Medical errors and quality improvement have continued as key concerns in medicine during the past decade. Quality improvement has also been linked to hoped-for cost containment by eliminating iatrogenic problems. Disruptive conduct has been repeatedly cited as an enemy of quality improvement and a cause of medical errors.

ECRI, an independent agency that assesses health care, wrote in its March 2006 report summarizing data on disruptive physician behavior: It is an unfortunate truth that disruptive practitioner behavior is resulting in compromised patient care in hospitals throughout the country, despite federal and state laws and accrediting agency standards that require facilities to address such behavior. Numerous surveys of health care providers have found that a majority of respondents perceive a strong link between poor patient outcomes and disruptive behavior. Disciplining a disruptive practitioner, especially a physician, can be a difficult task for facilities for a variety of reasons, including their desire to retain revenue generated by a physician or fear of litigation. All health care staff must be held accountable for their behaviors [Ref. 16, p 1].

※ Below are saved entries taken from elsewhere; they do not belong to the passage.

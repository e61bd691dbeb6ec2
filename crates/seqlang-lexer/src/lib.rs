//! seqlang lexer: converts source text into a token stream.

pub mod lexer;
pub mod token;

pub use lexer::{LexResult, Lexer};
pub use token::{Token, TokenKind, ALL_KEYWORDS};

In July 2008, The Joint Commission stated, in “Behaviors that Undermine a Culture of Safety”: Intimidating and disruptive behaviors can foster medical errors, contribute to poor patient satisfaction and to preventable adverse outcomes, increase the cost of care, and cause qualified clinicians, administrators and managers to seek new positions in more professional environments. Safety and quality of patient care is dependent on teamwork, communication, and a collaborative work environment. To assure quality and to promote a culture of safety, health care organizations must address the problem of behaviors that threaten the performance of the health care team [Ref. 17, p 3].

Physicians who in decades past practiced as individual sovereigns of health care and who, to a large degree, had immunity from behavioral oversight are now mandated to be civil collaborators in a large interprofessional team.

Frequency

Unlike the prevalence of alleged and adjudicated medical malpractice, there are no data on the frequency of complaints to all health care agencies and which clinicians have required peer review investigation and adjudication. However, statistics on allegations, investigations, and adjudications are available from the different state boards.18

In keeping with the mission of protecting the public, boards have been sensitive to the rates of recidivism of physicians when considering the severity of sanctions and the intensity of monitoring requirements. Grant and Alford19 examined the Federation of State Medical Board data concerning sanctions for 1994 to 1998 (Period A) and 1999 to 2002 (Period B) to assess the rates of recidivism. They demonstrated that less than one percent of physicians who had not been sanctioned during the earlier period subsequently received any type of sanction in the later period.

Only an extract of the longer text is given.